Suzuki explained the world ecological crisis as the result of a failure of human society to recognise its own place in the world. Humanity's problems can be ascribed to belief in a range of "sacred truths", which Suzuki argued were neither sacred nor true.

Primary among these, Suzuki asserted, is that humans are different from animals. Humans are animals, he said, with no rights greater than any other animals. Yet humans continue to act as though they were above nature, as though nature's laws did not apply to them.

Suzuki's analysis led him to a number of conclusions. First was that humans can not go on polluting and destroying the environment as though it were limitless. Suzuki blamed "the economy" for this distortion, suggesting we need to demand different priorities from our governments. He particularly criticised the Australian government, which has abandoned strict greenhouse gas targets; Australia is now the highest per capita emitter of greenhouse gases in the industrialised world.

Suzuki's argument inevitably led him into an ecocentric position.
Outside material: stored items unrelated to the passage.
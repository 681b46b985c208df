use crate::address::CanonicalAddress;
use crate::balances::Category;
use crate::error::CheckFailure;
use crate::sources::BalanceSource;

/// Fetch `category` from both sides and require that `actual` reproduces
/// everything `expected` reports. The reference side is fetched first.
pub async fn run_balance_check(
    category: Category,
    address: &CanonicalAddress,
    expected: &dyn BalanceSource,
    actual: &dyn BalanceSource,
) -> Result<(), CheckFailure> {
    let expected_balances = expected
        .fetch(category, address)
        .await
        .map_err(CheckFailure::Expected)?;

    let actual_balances = actual
        .fetch(category, address)
        .await
        .map_err(CheckFailure::Actual)?;

    expected_balances.contains(&actual_balances)?;
    Ok(())
}

#[cfg(test)]
mod tests {
    use super::*;
    use crate::engine::reconciler::testing::StaticSource;
    use crate::error::{FetchError, SourceError};

    fn address() -> CanonicalAddress {
        CanonicalAddress::from_hex("aabbcc").unwrap()
    }

    #[tokio::test]
    async fn test_agreeing_sources_pass() {
        let node = StaticSource::new("node").with(Category::Spendable, &[("uatom", "100")]);
        let api = StaticSource::new("aggregator")
            .with(Category::Spendable, &[("uatom", "100"), ("uosmo", "3")]);

        let result = run_balance_check(Category::Spendable, &address(), &node, &api).await;
        assert!(result.is_ok());
    }

    #[tokio::test]
    async fn test_missing_on_aggregator_is_mismatch() {
        let node = StaticSource::new("node").with(Category::Staking, &[("val", "5")]);
        let api = StaticSource::new("aggregator");

        let failure = run_balance_check(Category::Staking, &address(), &node, &api)
            .await
            .unwrap_err();
        match failure {
            CheckFailure::Mismatch(m) => {
                assert_eq!(m.key, "val");
                assert_eq!(m.actual, None);
            }
            other => panic!("expected mismatch, got {:?}", other),
        }
    }

    #[tokio::test]
    async fn test_expected_fetch_error_short_circuits() {
        let node = StaticSource::new("node").failing(Category::Unbonding, || {
            SourceError::Fetch(FetchError::UnexpectedStatus {
                url: "http://lcd".to_string(),
                status: 500,
            })
        });
        let api = StaticSource::new("aggregator");

        let failure = run_balance_check(Category::Unbonding, &address(), &node, &api)
            .await
            .unwrap_err();
        assert!(matches!(failure, CheckFailure::Expected(_)));
        assert_eq!(api.calls(), 0);
    }

    #[tokio::test]
    async fn test_actual_fetch_error_is_tagged() {
        let node = StaticSource::new("node");
        let api = StaticSource::new("aggregator").failing(Category::Spendable, || {
            SourceError::UnrecognizedAmount {
                denom: "uatom".to_string(),
                amount: "garbage".to_string(),
            }
        });

        let failure = run_balance_check(Category::Spendable, &address(), &node, &api)
            .await
            .unwrap_err();
        assert!(matches!(failure, CheckFailure::Actual(_)));
    }
}
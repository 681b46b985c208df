use tracing_subscriber::layer::SubscriberExt;
use tracing_subscriber::util::SubscriberInitExt;
use tracing_subscriber::{fmt, EnvFilter};

/// Directives used when `RUST_LOG` is unset.
pub const DEFAULT_DIRECTIVES: &str = "info,tower_http=debug,balcheck=debug";

/// Install the global subscriber. `RUST_LOG` wins over `default_directives`.
/// Only the first call in a process takes effect.
pub fn init_tracing(json: bool, default_directives: &str) {
    let env_filter = EnvFilter::try_from_default_env()
        .unwrap_or_else(|_| EnvFilter::new(default_directives));

    if json {
        tracing_subscriber::registry()
            .with(env_filter)
            .with(fmt::layer().json())
            .try_init()
            .ok();
    } else {
        tracing_subscriber::registry()
            .with(env_filter)
            .with(fmt::layer())
            .try_init()
            .ok();
    }
}
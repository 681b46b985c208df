pub mod aggregator;
pub mod node;
pub mod traits;

pub use aggregator::AggregatorSource;
pub use node::{HttpNodeSourceFactory, NodeSource};
pub use traits::{BalanceSource, NodeSourceFactory};
use serde::{Deserialize, Serialize};

/// A chain retained for checking. Built once per run from the aggregator's
/// chain list and never mutated afterwards.
#[derive(Debug, Clone, PartialEq, Eq, Serialize, Deserialize)]
pub struct Chain {
    pub name: String,
    /// Base URL of the chain's LCD (REST) endpoint, without trailing slash
    pub node_endpoint: String,
    /// Bech32 human-readable prefix of account addresses
    pub address_prefix: String,
}

// ========== AGGREGATOR RESPONSE MODELS ==========

#[derive(Debug, Deserialize)]
pub struct ChainsResponse {
    #[serde(default)]
    pub chains: Vec<ChainEntry>,
}

#[derive(Debug, Deserialize)]
pub struct ChainEntry {
    pub chain_name: String,

    #[serde(default)]
    pub enabled: bool,
    #[serde(default)]
    pub online: bool,

    #[serde(default)]
    pub public_node_endpoints: NodeEndpoints,
    #[serde(default)]
    pub node_info: NodeInfo,
}

#[derive(Debug, Default, Deserialize)]
pub struct NodeEndpoints {
    #[serde(default)]
    pub cosmos_api: Vec<String>,
}

#[derive(Debug, Default, Deserialize)]
pub struct NodeInfo {
    #[serde(default)]
    pub bech32_config: Bech32Config,
}

#[derive(Debug, Default, Deserialize)]
pub struct Bech32Config {
    #[serde(default)]
    pub main_prefix: String,
}
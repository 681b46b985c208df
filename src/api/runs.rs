use chrono::{DateTime, Duration, Utc};
use parking_lot::RwLock;
use std::collections::HashMap;
use std::sync::Arc;
use std::time::Duration as StdDuration;
use tokio::task::AbortHandle;
use tracing::{debug, info, warn};
use uuid::Uuid;

use crate::address::CanonicalAddress;
use crate::engine::{AggregateResult, ReconcileHandle};
use crate::error::ReconcileError;

#[derive(Debug, Clone)]
pub enum RunOutcome {
    Running,
    Completed(Arc<AggregateResult>),
    Cancelled,
    Failed(String),
}

#[derive(Debug, Clone)]
pub struct RunRecord {
    pub run_id: Uuid,
    pub address: CanonicalAddress,
    pub chains: Vec<String>,
    pub started_at: DateTime<Utc>,
    pub finished_at: Option<DateTime<Utc>>,
    pub outcome: RunOutcome,
    abort: AbortHandle,
}

/// In-memory table of triggered runs. A running run always stays reachable
/// through its id; finished runs are dropped once older than `retention`.
pub struct RunRegistry {
    runs: RwLock<HashMap<Uuid, RunRecord>>,
    retention: Duration,
}

impl RunRegistry {
    pub fn new(retention: StdDuration) -> Self {
        Self {
            runs: RwLock::new(HashMap::new()),
            retention: Duration::from_std(retention).unwrap_or(Duration::MAX),
        }
    }

    /// Register a spawned run and watch it to completion.
    pub fn track(
        self: &Arc<Self>,
        address: CanonicalAddress,
        chains: Vec<String>,
        handle: ReconcileHandle,
    ) -> Uuid {
        let run_id = self.register(address, chains, handle.abort_handle());

        let registry = Arc::clone(self);
        tokio::spawn(async move {
            let outcome = handle.join().await;
            registry.finish(run_id, outcome);
        });

        run_id
    }

    fn register(&self, address: CanonicalAddress, chains: Vec<String>, abort: AbortHandle) -> Uuid {
        let now = Utc::now();
        self.prune(now);

        let run_id = Uuid::new_v4();
        let record = RunRecord {
            run_id,
            address,
            chains,
            started_at: now,
            finished_at: None,
            outcome: RunOutcome::Running,
            abort,
        };
        self.runs.write().insert(run_id, record);
        run_id
    }

    /// Drop finished runs whose `finished_at` lies more than `retention`
    /// before `now`. Returns how many were removed.
    pub fn prune(&self, now: DateTime<Utc>) -> usize {
        let cutoff = now.checked_sub_signed(self.retention);
        let mut runs = self.runs.write();
        let before = runs.len();

        runs.retain(|_, record| match (record.finished_at, cutoff) {
            (Some(finished), Some(cutoff)) => finished >= cutoff,
            _ => true,
        });

        let removed = before - runs.len();
        if removed > 0 {
            debug!(removed, remaining = runs.len(), "pruned finished runs");
        }
        removed
    }

    pub fn get(&self, run_id: &Uuid) -> Option<RunRecord> {
        self.runs.read().get(run_id).cloned()
    }

    /// Abort a run. Returns `false` for an unknown id; cancelling a finished
    /// run is a no-op.
    pub fn cancel(&self, run_id: &Uuid) -> bool {
        let mut runs = self.runs.write();
        let Some(record) = runs.get_mut(run_id) else {
            return false;
        };

        // A run whose task already returned keeps the outcome its watcher
        // is about to record.
        if matches!(record.outcome, RunOutcome::Running) && !record.abort.is_finished() {
            record.abort.abort();
            record.outcome = RunOutcome::Cancelled;
            record.finished_at = Some(Utc::now());
            info!(run_id = %run_id, "run cancelled");
        }
        true
    }

    pub fn len(&self) -> usize {
        self.runs.read().len()
    }

    pub fn is_empty(&self) -> bool {
        self.runs.read().is_empty()
    }

    fn finish(&self, run_id: Uuid, outcome: Result<AggregateResult, ReconcileError>) {
        let mut runs = self.runs.write();
        let Some(record) = runs.get_mut(&run_id) else {
            return;
        };
        if !matches!(record.outcome, RunOutcome::Running) {
            return;
        }

        record.finished_at = Some(Utc::now());
        record.outcome = match outcome {
            Ok(result) => {
                info!(
                    run_id = %run_id,
                    address = %result.address,
                    errors = result.errors.len(),
                    "run completed"
                );
                RunOutcome::Completed(Arc::new(result))
            }
            Err(ReconcileError::Cancelled) => RunOutcome::Cancelled,
            Err(e) => {
                warn!(run_id = %run_id, error = %e, "run failed");
                RunOutcome::Failed(e.to_string())
            }
        };
    }
}
use tracing::{error, info};

use crate::error::{CheckContext, CheckError};

/// Receives the outcome of every check. Passed explicitly into the engine so
/// callers decide where outcomes go.
pub trait CheckReporter: Send + Sync {
    fn check_started(&self, _context: &CheckContext) {}

    fn check_passed(&self, _context: &CheckContext) {}

    fn check_failed(&self, error: &CheckError);
}

/// Default reporter: structured `tracing` events.
#[derive(Debug, Default, Clone, Copy)]
pub struct TracingReporter;

impl CheckReporter for TracingReporter {
    fn check_started(&self, context: &CheckContext) {
        info!(
            check = context.category.check_name(),
            chain = %context.chain,
            lcd_url = context.expected_url.as_deref().unwrap_or(""),
            api_url = context.actual_url.as_deref().unwrap_or(""),
            "started testing"
        );
    }

    fn check_failed(&self, err: &CheckError) {
        let context = &err.context;
        let outcome = if err.failure.is_mismatch() {
            "mismatch"
        } else {
            "check failed"
        };
        error!(
            check = context.category.check_name(),
            chain = %context.chain,
            lcd_url = context.expected_url.as_deref().unwrap_or(""),
            api_url = context.actual_url.as_deref().unwrap_or(""),
            kind = err.failure.kind(),
            error = %err.failure,
            "{} {}",
            context.category.check_name(),
            outcome
        );
    }
}
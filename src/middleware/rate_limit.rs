use axum::{
    extract::{Request, State},
    middleware::Next,
    response::Response,
};
use governor::{clock::DefaultClock, state::InMemoryState, state::NotKeyed, Quota, RateLimiter};
use std::num::NonZeroU32;
use std::sync::Arc;
use tracing::warn;

use crate::error::{AppError, AppResult};

/// Process-wide quota on run triggers. Each run fans out to every chain, so
/// the quota is global rather than per client.
#[derive(Clone)]
pub struct RateLimitLayer {
    limiter: Arc<RateLimiter<NotKeyed, InMemoryState, DefaultClock>>,
}

impl RateLimitLayer {
    pub fn per_minute(requests: u32) -> AppResult<Self> {
        let burst = NonZeroU32::new(requests)
            .ok_or_else(|| AppError::Config("rate limit must be positive".to_string()))?;

        Ok(RateLimitLayer {
            limiter: Arc::new(RateLimiter::direct(Quota::per_minute(burst))),
        })
    }

    pub fn check(&self) -> AppResult<()> {
        self.limiter.check().map_err(|_| AppError::RateLimited)
    }
}

pub async fn rate_limit_middleware(
    State(limit): State<RateLimitLayer>,
    req: Request,
    next: Next,
) -> Result<Response, AppError> {
    if let Err(e) = limit.check() {
        warn!(path = %req.uri().path(), "trigger rate limit exceeded");
        return Err(e);
    }
    Ok(next.run(req).await)
}
use config::{ConfigError, Environment};
use serde::Deserialize;
use std::time::Duration;

use crate::engine::DEFAULT_MAX_CONCURRENT_CHECKS;
use crate::error::{AppError, AppResult};
use crate::sources::node::DEFAULT_MAX_BALANCE_PAGES;

const ENV_PREFIX: &str = "BALCHECK";

#[derive(Debug, Deserialize, Clone)]
pub struct Config {
    pub aggregator_url: String,
    pub bind_address: String,
    pub http_timeout_secs: u64,
    pub max_concurrent_checks: usize,
    pub max_balance_pages: usize,
    pub trigger_rate_per_minute: u32,
    pub run_retention_secs: u64,
    pub log_json: bool,
}

impl Default for Config {
    fn default() -> Self {
        Self {
            aggregator_url: "https://api.emeris.com".to_string(),
            bind_address: "0.0.0.0:8080".to_string(),
            http_timeout_secs: 30,
            max_concurrent_checks: DEFAULT_MAX_CONCURRENT_CHECKS,
            max_balance_pages: DEFAULT_MAX_BALANCE_PAGES,
            trigger_rate_per_minute: 30,
            run_retention_secs: 3600,
            log_json: false,
        }
    }
}

impl Config {
    /// Defaults overridden by `BALCHECK_*` variables, then validated.
    pub fn from_env() -> AppResult<Self> {
        Self::from_environment(Environment::with_prefix(ENV_PREFIX))
    }

    /// Like `from_env` without validation, for callers that layer further
    /// overrides on top and validate once at the end.
    pub fn load() -> AppResult<Self> {
        Ok(Self::build(Environment::with_prefix(ENV_PREFIX))?)
    }

    fn from_environment(environment: Environment) -> AppResult<Self> {
        let config = Self::build(environment)?;
        config.validate()?;
        Ok(config)
    }

    fn build(environment: Environment) -> Result<Self, ConfigError> {
        let defaults = Self::default();

        config::Config::builder()
            .set_default("aggregator_url", defaults.aggregator_url)?
            .set_default("bind_address", defaults.bind_address)?
            .set_default("http_timeout_secs", defaults.http_timeout_secs as i64)?
            .set_default("max_concurrent_checks", defaults.max_concurrent_checks as i64)?
            .set_default("max_balance_pages", defaults.max_balance_pages as i64)?
            .set_default("trigger_rate_per_minute", defaults.trigger_rate_per_minute as i64)?
            .set_default("run_retention_secs", defaults.run_retention_secs as i64)?
            .set_default("log_json", defaults.log_json)?
            .add_source(environment.try_parsing(true))
            .build()?
            .try_deserialize()
    }

    pub fn validate(&self) -> AppResult<()> {
        let url = reqwest::Url::parse(&self.aggregator_url).map_err(|e| {
            AppError::Config(format!("aggregator_url {:?}: {}", self.aggregator_url, e))
        })?;
        if !matches!(url.scheme(), "http" | "https") {
            return Err(AppError::Config(format!(
                "aggregator_url must be http(s), got {}",
                url.scheme()
            )));
        }

        if self.http_timeout_secs == 0 {
            return Err(AppError::Config("http_timeout_secs must be positive".to_string()));
        }
        if self.max_concurrent_checks == 0 {
            return Err(AppError::Config(
                "max_concurrent_checks must be positive".to_string(),
            ));
        }
        if self.max_balance_pages == 0 {
            return Err(AppError::Config("max_balance_pages must be positive".to_string()));
        }
        if self.trigger_rate_per_minute == 0 {
            return Err(AppError::Config(
                "trigger_rate_per_minute must be positive".to_string(),
            ));
        }

        Ok(())
    }

    pub fn http_timeout(&self) -> Duration {
        Duration::from_secs(self.http_timeout_secs)
    }

    pub fn run_retention(&self) -> Duration {
        Duration::from_secs(self.run_retention_secs)
    }
}
//! Balance-drift reconciler.
//!
//! Compares what an aggregator API reports for an account against what each
//! chain's own LCD node reports, for spendable, staking and unbonding
//! balances, and collects every disagreement with its provenance.

pub mod address;
pub mod api;
pub mod balances;
pub mod bootstrap;
pub mod chains;
pub mod client;
pub mod config;
pub mod engine;
pub mod error;
pub mod middleware;
pub mod server;
pub mod sources;
pub mod telemetry;
//! One-shot reconciliation of a single account from the command line.
//!
//! Exit status: 0 when both sides agree everywhere, 2 when any check
//! failed, 1 when the run could not be performed at all.

use anyhow::{Context, Result};
use clap::Parser;
use serde::Serialize;
use std::process::ExitCode;
use std::sync::Arc;
use tracing::{error, info, warn};

use balcheck::{
    address::CanonicalAddress,
    api::models::CheckErrorView,
    bootstrap::build_engine,
    config::Config,
    engine::{AggregateResult, TracingReporter},
    telemetry,
};

#[derive(Parser)]
#[command(name = "balcheck-cli")]
#[command(version = env!("CARGO_PKG_VERSION"))]
#[command(about = "Compare aggregator balances against each chain's LCD node", long_about = None)]
struct Cli {
    /// Account to check, as a bech32 address on any chain
    #[arg(long, env = "BALCHECK_ADDR")]
    addr: String,

    /// Enable verbose output
    #[arg(short, long)]
    verbose: bool,

    /// Emit JSON log lines and a JSON report
    #[arg(long)]
    json: bool,

    /// Aggregator base URL (overrides BALCHECK_AGGREGATOR_URL)
    #[arg(long)]
    aggregator_url: Option<String>,

    /// Maximum checks in flight at once
    #[arg(long)]
    max_concurrent_checks: Option<usize>,

    /// Per-request timeout in seconds
    #[arg(long)]
    http_timeout_secs: Option<u64>,

    /// Page cap when following node balance pagination
    #[arg(long)]
    max_balance_pages: Option<usize>,
}

impl Cli {
    /// Layer command-line flags over the environment-derived settings.
    fn apply(&self, config: &mut Config) {
        if let Some(url) = &self.aggregator_url {
            config.aggregator_url = url.clone();
        }
        if let Some(limit) = self.max_concurrent_checks {
            config.max_concurrent_checks = limit;
        }
        if let Some(secs) = self.http_timeout_secs {
            config.http_timeout_secs = secs;
        }
        if let Some(pages) = self.max_balance_pages {
            config.max_balance_pages = pages;
        }
        if self.json {
            config.log_json = true;
        }
    }
}

#[derive(Serialize)]
struct Report<'a> {
    address: &'a CanonicalAddress,
    chains_checked: usize,
    checks_run: usize,
    errors: Vec<CheckErrorView>,
}

#[tokio::main]
async fn main() -> ExitCode {
    dotenv::dotenv().ok();
    let cli = Cli::parse();

    let directives = if cli.verbose {
        "debug,hyper=info,reqwest=info"
    } else {
        "warn,balcheck=info"
    };
    telemetry::init_tracing(cli.json, directives);

    let address = match CanonicalAddress::parse_bech32(&cli.addr) {
        Ok(address) => address,
        Err(e) => {
            eprintln!("invalid address {}: {}", cli.addr, e);
            return ExitCode::from(1);
        }
    };

    match run(&cli, &address).await {
        Ok(result) => {
            report(&result, cli.json);
            if result.is_clean() {
                ExitCode::SUCCESS
            } else {
                ExitCode::from(2)
            }
        }
        Err(e) => {
            error!("{:#}", e);
            eprintln!("error: {:#}", e);
            ExitCode::from(1)
        }
    }
}

async fn run(cli: &Cli, address: &CanonicalAddress) -> Result<AggregateResult> {
    let mut config = Config::load().context("loading configuration")?;
    cli.apply(&mut config);
    config.validate().context("validating configuration")?;

    let engine = build_engine(&config, Arc::new(TracingReporter))?;

    info!(address = %address, aggregator = %config.aggregator_url, "starting reconciliation");
    let result = engine
        .reconcile(address)
        .await
        .context("reconciliation did not run")?;

    Ok(result)
}

fn report(result: &AggregateResult, json: bool) {
    if json {
        let report = Report {
            address: &result.address,
            chains_checked: result.chains_checked,
            checks_run: result.checks_run,
            errors: result.errors.iter().map(CheckErrorView::from).collect(),
        };
        match serde_json::to_string_pretty(&report) {
            Ok(body) => println!("{}", body),
            Err(e) => warn!(error = %e, "could not serialize report"),
        }
        return;
    }

    for err in &result.errors {
        println!(
            "[{}] {} ({})",
            err.context.chain,
            err,
            err.failure.kind()
        );
        if let Some(url) = &err.context.expected_url {
            println!("    lcd: {}", url);
        }
        if let Some(url) = &err.context.actual_url {
            println!("    api: {}", url);
        }
    }

    println!(
        "{}: {} chains, {} checks, {} mismatches, {} unverified",
        result.address,
        result.chains_checked,
        result.checks_run,
        result.mismatches().count(),
        result.unverified().count()
    );
}
use crate::address::CanonicalAddress;
use crate::error::CheckError;

/// Everything one run found. Empty `errors` means both sources agree on every
/// chain and category; entry order carries no meaning.
#[derive(Debug)]
pub struct AggregateResult {
    pub address: CanonicalAddress,
    pub chains_checked: usize,
    pub checks_run: usize,
    pub errors: Vec<CheckError>,
}

impl AggregateResult {
    pub fn new(
        address: CanonicalAddress,
        chains_checked: usize,
        checks_run: usize,
        errors: Vec<CheckError>,
    ) -> Self {
        Self {
            address,
            chains_checked,
            checks_run,
            errors,
        }
    }

    pub fn is_clean(&self) -> bool {
        self.errors.is_empty()
    }

    /// Checks that ran to completion and found a disagreement
    pub fn mismatches(&self) -> impl Iterator<Item = &CheckError> {
        self.errors.iter().filter(|e| e.failure.is_mismatch())
    }

    /// Checks that could not verify anything (fetch, codec or task failures)
    pub fn unverified(&self) -> impl Iterator<Item = &CheckError> {
        self.errors.iter().filter(|e| !e.failure.is_mismatch())
    }
}
pub mod cors;
pub mod rate_limit;

pub use cors::create_cors_layer;
pub use rate_limit::{rate_limit_middleware, RateLimitLayer};
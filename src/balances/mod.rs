//! Balance snapshots and the comparison rule every check applies.

pub mod snapshot;

pub use snapshot::{normalize_height, unbonding_key, BalanceSnapshot, Category, Mismatch};
//! Record model: calendar dates, income/expense records and the mutable record book.

pub mod book;
pub mod date;
pub mod record;

pub use book::RecordBook;
pub use date::{parse_weekday, CalendarDate};
pub use record::{EntryType, Record, RecordId, RecordKind, StoredRecord};
//! Name-to-handler table behind the shell's dispatch, help and completion.

use std::collections::HashMap;

use strsim::levenshtein;

use crate::cli::core::{CommandResult, ShellContext};

pub type CommandHandler = fn(&mut ShellContext, &[&str]) -> CommandResult;

/// Misspellings further than this from every command get no suggestion.
pub const MAX_SUGGESTION_DISTANCE: usize = 3;

pub struct CommandEntry {
    pub name: &'static str,
    pub description: &'static str,
    /// Alternative forms are separated by ` | `.
    pub usage: &'static str,
    pub handler: CommandHandler,
}

impl CommandEntry {
    pub const fn new(
        name: &'static str,
        description: &'static str,
        usage: &'static str,
        handler: CommandHandler,
    ) -> Self {
        Self {
            name,
            description,
            usage,
            handler,
        }
    }

    pub fn usage_lines(&self) -> impl Iterator<Item = &'static str> {
        self.usage.split(" | ").map(str::trim)
    }
}

/// Commands in registration order. Lookups ignore ASCII case.
#[derive(Default)]
pub struct CommandRegistry {
    entries: Vec<CommandEntry>,
    index: HashMap<&'static str, usize>,
}

impl CommandRegistry {
    pub fn new() -> Self {
        Self::default()
    }

    /// Adds `entry`, replacing an earlier command of the same name in place.
    pub fn register(&mut self, entry: CommandEntry) {
        match self.index.get(entry.name) {
            Some(&slot) => self.entries[slot] = entry,
            None => {
                self.index.insert(entry.name, self.entries.len());
                self.entries.push(entry);
            }
        }
    }

    pub fn get(&self, name: &str) -> Option<&CommandEntry> {
        let slot = match self.index.get(name) {
            Some(slot) => *slot,
            None => *self.index.get(name.to_ascii_lowercase().as_str())?,
        };
        self.entries.get(slot)
    }

    pub fn list(&self) -> Vec<&CommandEntry> {
        self.entries.iter().collect()
    }

    pub fn names(&self) -> impl Iterator<Item = &'static str> + '_ {
        self.entries.iter().map(|entry| entry.name)
    }

    pub fn handler(&self, name: &str) -> Option<CommandHandler> {
        self.get(name).map(|entry| entry.handler)
    }

    /// Closest command name to `input`, if any is within [`MAX_SUGGESTION_DISTANCE`].
    pub fn suggest(&self, input: &str) -> Option<&'static str> {
        let input = input.to_ascii_lowercase();
        self.names()
            .map(|name| (levenshtein(name, &input), name))
            .min_by_key(|(distance, _)| *distance)
            .filter(|(distance, _)| *distance <= MAX_SUGGESTION_DISTANCE)
            .map(|(_, name)| name)
    }
}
Humans having no greater rights than animals means that humans have no right to consume resources at the expense of other species. Humans should not presume to be able to "manage" ecological resources, but instead should adapt to our natural role. Humans are living beyond the planet's carrying capacity, and should limit their activity so that they do not impact adversely on the natural world. The "exponential growth" of the human species was the greatest threat.

The issue of population was taken up uncritically by every speaker on the day. Even those who recognised that the key reason for the ecological crisis is the unrelenting profit drive of business, such as Professor Ian Lowe from Griffith University, also felt it necessary to ascribe a causal relation to human population.

Of the five guest speakers on the day, Lowe was the only one to directly address the sustainable resource question. Solar and other renewable energy forms have to be utilised, Lowe argued, if human society is to enjoy any reasonable standard of living in the future. The greatest obstacle to such development is the vested interest of big business.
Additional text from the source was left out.